The trouble is that whilst we are in a world flowing with the live video equivalent of milk and honey, it’s difficult to gain the attention of your ideal audience — not to mention the numerous sponsored video ads advising people how to grow their business to 6-figures in 6-minutes (okay, maybe not quite that ridiculous in context) — but so many broadcasters are left confused as to how they can grow their viewership and monetize their audience.
Facebook is busy, it’s loud, and it’s only going to get worse.
Here are three tips to help your valuable content get noticed and drive the engagement it deserves.
At the start of your broadcast, your opening statement — or as I like to call it, Power Intro — is the most important couple of sentences to attract the viewer’s attention and keep eyes on your content once they have clicked onto your broadcast (live or replay). You have less than 10 seconds to retain the viewer’s attention. The better your viewer watch time, the more likely your content will rank higher in the newsfeed.
In 30 seconds or less, your Power Intro should include:
- Who you are (name)
- What you do (your business expertise)
- The topic of your broadcast (title)
- What the audience will gain/learn during their time with you (content)
Ask Your Audience A Question
Sounds like a no brainer right? But you would be surprised at how many live stream broadcasters do not ask a question relating to the core of their content. What do I mean? A broadcaster should always pose a question which is directly linked to the topic of the content. You should either ask the question at the beginning before the Power Intro (if it is a short question), or directly after the Power Intro to feed seamlessly into the body of the content. Doing so will likely increase overall engagement and watch time.

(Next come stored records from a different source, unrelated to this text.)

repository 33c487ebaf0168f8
mod upload_dto;

pub use upload_dto::*;
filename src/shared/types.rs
use serde::{Deserialize, Serialize};
use utoipa::ToSchema;

/// Outcome marker carried by every response envelope
#[derive(Debug, Clone, Copy, PartialEq, Eq, Serialize, Deserialize, ToSchema)]
#[serde(rename_all = "lowercase")]
pub enum ResponseStatus {
    Success,
    Error,
}

#[derive(Debug, Serialize, Deserialize, ToSchema)]
pub struct ApiResponse<T> {
    pub status: ResponseStatus,
    #[serde(skip_serializing_if = "Option::is_none")]
    pub data: Option<T>,
    #[serde(skip_serializing_if = "Option::is_none")]
    pub code: Option<String>,
    #[serde(skip_serializing_if = "Option::is_none")]
    pub message: Option<String>,
    #[serde(skip_serializing_if = "Option::is_none")]
    pub errors: Option<Vec<String>>,
}

impl<T> ApiResponse<T> {
    pub fn success(data: Option<T>, message: Option<String>) -> Self {
        Self {
            status: ResponseStatus::Success,
            data,
            code: None,
            message,
            errors: None,
        }
    }

    pub fn error(code: &str, message: String, errors: Option<Vec<String>>) -> ApiResponse<()> {
        ApiResponse {
            status: ResponseStatus::Error,
            data: None,
            code: Some(code.to_string()),
            message: Some(message),
            errors,
        }
    }
}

Okay, okay – another no brainer I hear you say, but many people still fall down in this area. Much like YouTube thumbnails, a title to a live video needs to look and sound the part for greater click through success – emojis and text inclusively. A good title will have the potential to grab the attention of new viewers and halt any newsfeed scrolling frenzy — because let’s face it, we all scroll through newsfeeds faster than Usain Bolt runs in the Olympics. So get creative and think outside of the box and don’t be a snooze fest with your titles.
Have you incorporated live video into your marketing strategy?